Analyze code quality sets up the foundation for review code quality; clean inputs here reduce downstream rework.
Inputs, context, and settings are ready so the workflow can move into execution without blockers.
Use Automate code reviews to build supporting assets that improve review code quality quality.
Automate code reviews strengthens review code quality by feeding better supporting material into the pipeline.
Supporting assets from automate code reviews are prepared and connected to the main workflow.
Use Refactor code to build supporting assets that improve review code quality quality.
Refactor code strengthens review code quality by feeding better supporting material into the pipeline.
Supporting assets from refactor code are prepared and connected to the main workflow.
Execute review code quality with Review code quality to produce the primary production code.
This is the core step where review code quality actually happens, so it determines baseline quality for everything after it.
A first-pass production code is generated and ready for refinement in the next steps.
Refine and validate review code quality output using Generate code documentation before final delivery.
Generate code documentation adds quality control so issues are caught before the workflow is finalized.
The production code is improved, validated, and prepared for final delivery.
Refine and validate review code quality output using Generate code snippets before final delivery.
Generate code snippets adds quality control so issues are caught before the workflow is finalized.
The production code is improved, validated, and prepared for final delivery.
Package and ship the output through Debug code so review code quality reaches end users.
Debug code is what turns intermediate output into a usable, publishable result for real users.
A finalized production code is ready for publishing, handoff, or integration.
Start this workflow
Ready to run?
Follow each step in order. Use the top pick for each stage, then compare alternatives.
Begin Step 1Time to first output
30-90 minutes
Includes setup plus initial result generation
Expected spend band
Free to start
You can swap tools by pricing and policy requirements
Delivery outcome
A finalized production code is ready for publishing, handoff, or integration.

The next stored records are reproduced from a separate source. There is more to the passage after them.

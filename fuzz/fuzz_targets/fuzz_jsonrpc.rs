// Copyright 2026 BadCompany
// Licensed under the Apache License, Version 2.0

#![no_main]

use libfuzzer_sys::fuzz_target;
use mcp_tinybird::core::dispatch::McpRequest;
use mcp_tinybird::core::models::IncomingMessage;

fuzz_target!(|data: &[u8]| {
    // Frame classification and typed request decoding must reject, not crash.
    let Ok(value) = serde_json::from_slice::<serde_json::Value>(data) else {
        return;
    };

    if let Ok(IncomingMessage::Request(req)) = IncomingMessage::classify(value) {
        let _ = McpRequest::parse(&req.method, req.params);
    }
});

Use each step output as the input for the next stage
Why this setup
Repeatable process
Structured so any team can repeat this workflow without starting over.
Faster tool selection
Each step recommends the best tool to reduce trial-and-error.

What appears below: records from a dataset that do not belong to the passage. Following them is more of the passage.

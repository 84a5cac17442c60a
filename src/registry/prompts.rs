// Copyright 2026 BadCompany
//
// Licensed under the Apache License, Version 2.0 (the "License");
// you may not use this file except in compliance with the License.
// You may obtain a copy of the License at
//
//     http://www.apache.org/licenses/LICENSE-2.0
//
// Unless required by applicable law or agreed to in writing, software
// distributed under the License is distributed on an "AS IS" BASIS,
// WITHOUT WARRANTIES OR CONDITIONS OF ANY KIND, either express or implied.
// See the License for the specific language governing permissions and
// limitations under the License.

//! Prompt store and template rendering.
//!
//! Templates use `{name}` placeholders; `{{` and `}}` produce literal braces.
//! The store is loaded once at startup from the workspace `prompts` data
//! source, and the built-in `tinybird-default` prompt is appended when the
//! workspace does not define one of that name.

use crate::backend::models::{QueryRows, RemotePrompt};
use crate::core::constants::prompts::{DEFAULT_PROMPT_NAME, REMOTE_PROMPTS_QUERY};
use crate::core::errors::{McpError, McpResult};
use crate::core::models::{
    Content, GetPromptResult, PromptArgument, PromptDescriptor, PromptMessage,
};
use crate::core::traits::AnalyticsBackend;
use serde_json::{Map, Value};
use std::collections::HashMap;
use std::sync::RwLock;
use tracing::{info, warn};

const DEFAULT_PROMPT_DESCRIPTION: &str =
    "A prompt to get insights from the Data Sources and Pipe Endpoints in the Tinybird Workspace";

const DEFAULT_PROMPT_TEMPLATE: &str = r#"
Tinybird is a real-time analytics platform. Data Sources hold the data, like tables, and Pipes are SQL transformations over them that can be published as REST endpoints. Use the "llms-tinybird-docs" tool for the full product documentation.

You are helping a business user get insights out of their Tinybird Workspace. Assume they know nothing about how the data is structured. The topic they picked is: {topic}.

<mcp>
Resources:
"tinybird://insights" is a memo of business insights. It is updated every time the "append-insight" tool is used.

Tools:
"list-data-sources" and "get-data-source" describe the Data Sources and their schemas.
"list-pipes" and "get-pipe" describe the Pipe Endpoints and the SQL of their nodes.
"request-pipe-data" calls a Pipe Endpoint, optionally with parameters.
"run-select-query" runs a SELECT over Data Sources or Pipe Endpoints.
"append-insight" records an insight in the memo.
"save-event" sends an event to a Data Source, for example a new prompt to the prompts Data Source.

The SQL dialect is ClickHouse. Only use SELECT statements, never end a query with a semicolon and never add a FORMAT clause.
</mcp>

<demo-instructions>
1. The topic is: {topic}. Explain what it covers and which insights could be worth exploring.
2. Inspect the data without asking first: read the Data Source schemas and the existing Pipe Endpoints. Fall back to "run-select-query" when no endpoint fits.
3. Summarize what you found and offer the user a few next steps as multiple choice, in plain language.
4. For the chosen step, run the query, comment on the result and save every insight with "append-insight". Offer another option and repeat.
5. When the user is ready, build a dashboard artifact with tables and charts tied to the topic.
6. Finish by telling the user the memo at tinybird://insights is up to date and present it in an artifact.
</demo-instructions>
"#;

/// Ordered set of prompts with unique names.
#[derive(Debug)]
pub struct PromptStore {
    prompts: RwLock<Vec<PromptDescriptor>>,
}

impl Default for PromptStore {
    fn default() -> Self {
        Self::new()
    }
}

impl PromptStore {
    /// Store holding only the built-in prompt
    pub fn new() -> Self {
        Self {
            prompts: RwLock::new(vec![default_prompt()]),
        }
    }

    pub fn list(&self) -> Vec<PromptDescriptor> {
        self.prompts.read().unwrap_or_else(|e| e.into_inner()).clone()
    }

    /// Replace the set with remote prompts, keeping the last definition of
    /// each name, then append the built-in prompt if it was not overridden.
    pub fn load_remote(&self, remote: Vec<RemotePrompt>) {
        let mut merged: Vec<PromptDescriptor> = Vec::with_capacity(remote.len() + 1);
        for row in remote {
            let prompt = PromptDescriptor {
                arguments: row
                    .arguments
                    .iter()
                    .map(|name| PromptArgument {
                        name: name.clone(),
                        description: name.clone(),
                        required: true,
                    })
                    .collect(),
                name: row.name,
                description: row.description,
                template: row.prompt,
            };
            match merged.iter_mut().find(|p| p.name == prompt.name) {
                Some(existing) => *existing = prompt,
                None => merged.push(prompt),
            }
        }

        if !merged.iter().any(|p| p.name == DEFAULT_PROMPT_NAME) {
            merged.push(default_prompt());
        }

        *self.prompts.write().unwrap_or_else(|e| e.into_inner()) = merged;
    }

    /// Fetch remote prompts from the backend. Failures degrade to the
    /// built-in prompt only.
    pub async fn refresh(&self, backend: &dyn AnalyticsBackend) {
        info!("Listing prompts");
        let rows = match backend.run_select_query(REMOTE_PROMPTS_QUERY).await {
            Ok(body) => match serde_json::from_value::<QueryRows<Value>>(body) {
                Ok(rows) => rows.data,
                Err(e) => {
                    warn!("Unexpected prompts response shape: {}", e);
                    Vec::new()
                }
            },
            Err(e) => {
                warn!("Failed to list remote prompts: {}", e);
                Vec::new()
            }
        };

        // A malformed row only costs that prompt.
        let remote: Vec<RemotePrompt> = rows
            .into_iter()
            .filter_map(|row| match serde_json::from_value::<RemotePrompt>(row) {
                Ok(prompt) => Some(prompt),
                Err(e) => {
                    warn!("Skipping malformed prompt row: {}", e);
                    None
                }
            })
            .collect();
        info!(count = remote.len(), "Found remote prompts");
        self.load_remote(remote);
    }

    /// Render a prompt by name.
    pub fn get(
        &self,
        name: &str,
        arguments: Option<&Map<String, Value>>,
    ) -> McpResult<GetPromptResult> {
        let prompt = self
            .prompts
            .read()
            .unwrap_or_else(|e| e.into_inner())
            .iter()
            .find(|p| p.name == name)
            .cloned()
            .ok_or_else(|| McpError::NotFound(format!("unknown prompt: {}", name)))?;

        let supplied = arguments.cloned().unwrap_or_default();

        // Declared arguments always have a value; missing ones render empty.
        let mut declared = Map::new();
        for arg in &prompt.arguments {
            let value = supplied.get(&arg.name).map(value_text).unwrap_or_default();
            declared.insert(arg.name.clone(), Value::String(value));
        }

        let mut values: HashMap<String, String> = supplied
            .iter()
            .map(|(k, v)| (k.clone(), value_text(v)))
            .collect();
        for (k, v) in &declared {
            values.insert(k.clone(), value_text(v));
        }

        let text = render(&prompt.template, &values)?;

        Ok(GetPromptResult {
            description: format!("Demo template for {}", Value::Object(declared)),
            messages: vec![PromptMessage {
                role: "user".to_string(),
                content: Content::text(text.trim()),
            }],
        })
    }
}

fn default_prompt() -> PromptDescriptor {
    PromptDescriptor {
        name: DEFAULT_PROMPT_NAME.to_string(),
        description: DEFAULT_PROMPT_DESCRIPTION.to_string(),
        arguments: vec![PromptArgument {
            name: "topic".to_string(),
            description: "The topic of the data you want to explore".to_string(),
            required: true,
        }],
        template: DEFAULT_PROMPT_TEMPLATE.to_string(),
    }
}

fn value_text(value: &Value) -> String {
    match value {
        Value::String(s) => s.clone(),
        Value::Null => String::new(),
        other => other.to_string(),
    }
}

/// Substitute `{name}` placeholders.
pub fn render(template: &str, values: &HashMap<String, String>) -> McpResult<String> {
    let mut out = String::with_capacity(template.len());
    let mut chars = template.chars().peekable();

    while let Some(c) = chars.next() {
        match c {
            '{' if chars.peek() == Some(&'{') => {
                chars.next();
                out.push('{');
            }
            '{' => {
                let mut name = String::new();
                let mut closed = false;
                for n in chars.by_ref() {
                    if n == '}' {
                        closed = true;
                        break;
                    }
                    if n == '{' {
                        break;
                    }
                    name.push(n);
                }
                if !closed {
                    return Err(McpError::TemplateRender(
                        "unbalanced '{' in template".to_string(),
                    ));
                }
                let key = name.trim();
                let value = values.get(key).ok_or_else(|| {
                    McpError::TemplateRender(format!("no value for placeholder '{}'", key))
                })?;
                out.push_str(value);
            }
            '}' if chars.peek() == Some(&'}') => {
                chars.next();
                out.push('}');
            }
            '}' => {
                return Err(McpError::TemplateRender(
                    "single '}' encountered in template".to_string(),
                ));
            }
            _ => out.push(c),
        }
    }

    Ok(out)
}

Quick answers to help you decide whether this workflow fits your current goal and team setup.
Teams or solo builders working on development tasks who want a repeatable process instead of one-off tool experiments.

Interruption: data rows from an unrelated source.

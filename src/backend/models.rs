// Copyright 2026 BadCompany
//
// Licensed under the Apache License, Version 2.0 (the "License");
// you may not use this file except in compliance with the License.
// You may obtain a copy of the License at
//
//     http://www.apache.org/licenses/LICENSE-2.0
//
// Unless required by applicable law or agreed to in writing, software
// distributed under the License is distributed on an "AS IS" BASIS,
// WITHOUT WARRANTIES OR CONDITIONS OF ANY KIND, either express or implied.
// See the License for the specific language governing permissions and
// limitations under the License.

//! Structured views of backend responses.
//!
//! Only the fields the server inspects are typed; everything else travels
//! through as `serde_json::Value`.

use serde::{Deserialize, Deserializer, Serialize};
use serde_json::Value;

#[derive(Debug, Clone, PartialEq, Eq, Serialize, Deserialize)]
pub struct Pipe {
    #[serde(rename = "type", default)]
    pub kind: String,
    pub id: String,
    pub name: String,
    #[serde(default)]
    pub description: Option<String>,
    #[serde(default)]
    pub endpoint: Option<String>,
    #[serde(default, skip_serializing_if = "Option::is_none")]
    pub url: Option<String>,
}

impl Pipe {
    pub fn is_endpoint(&self) -> bool {
        self.kind == "endpoint"
    }
}

#[derive(Debug, Deserialize)]
pub(crate) struct PipeList {
    #[serde(default)]
    pub pipes: Vec<Pipe>,
}

#[derive(Debug, Deserialize)]
pub(crate) struct DataSourceList {
    #[serde(default)]
    pub datasources: Vec<Value>,
}

/// Rows returned by a pipe endpoint
#[derive(Debug, Clone, Default, PartialEq, Serialize, Deserialize)]
pub struct PipeData {
    #[serde(default)]
    pub meta: Vec<Value>,
    #[serde(default)]
    pub data: Vec<Value>,
}

/// One row of the `prompts` data source
#[derive(Debug, Clone, Deserialize)]
pub struct RemotePrompt {
    pub name: String,
    #[serde(default, deserialize_with = "null_as_default")]
    pub description: String,
    #[serde(default, deserialize_with = "null_as_default")]
    pub prompt: String,
    #[serde(default, deserialize_with = "null_as_default")]
    pub arguments: Vec<String>,
}

/// Nullable columns come back as JSON `null`; treat them like a missing key.
fn null_as_default<'de, D, T>(deserializer: D) -> Result<T, D::Error>
where
    D: Deserializer<'de>,
    T: Default + Deserialize<'de>,
{
    Ok(Option::<T>::deserialize(deserializer)?.unwrap_or_default())
}

/// Subset of a `FORMAT JSON` SQL response
#[derive(Debug, Deserialize)]
pub(crate) struct QueryRows<T> {
    #[serde(default = "Vec::new")]
    pub data: Vec<T>,
}

/// Kind of datafile accepted by `push-datafile`, decided by file extension
#[derive(Debug, Clone, Copy, PartialEq, Eq)]
pub enum DatafileKind {
    DataSource,
    Pipe,
}

impl DatafileKind {
    pub fn from_extension(ext: &str) -> Option<Self> {
        match ext {
            "datasource" => Some(Self::DataSource),
            "pipe" => Some(Self::Pipe),
            _ => None,
        }
    }

    pub fn endpoint(&self) -> &'static str {
        match self {
            Self::DataSource => "v0/datasources",
            Self::Pipe => "v0/pipes",
        }
    }
}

No. Start with the top pick for each step, then replace tools only if they do not fit your pricing, compliance, or output needs.
Open the mapped task page and compare top options side by side. Prioritize output quality, integration fit, and predictable cost before scaling.
Continue with adjacent playbooks in the same domain.
A streamlined workflow to prepare data, train a neural network model, and evaluate its performance using AI tools.
Streamlined workflow to automatically refactor existing code, debug errors, and finalize the refactored code for deployment.
End-to-end workflow to orchestrate data pipelines: start by performing predictive analytics to inform the pipeline, then orchestrate the data flow, and finally monitor model performance for ongoing reliability.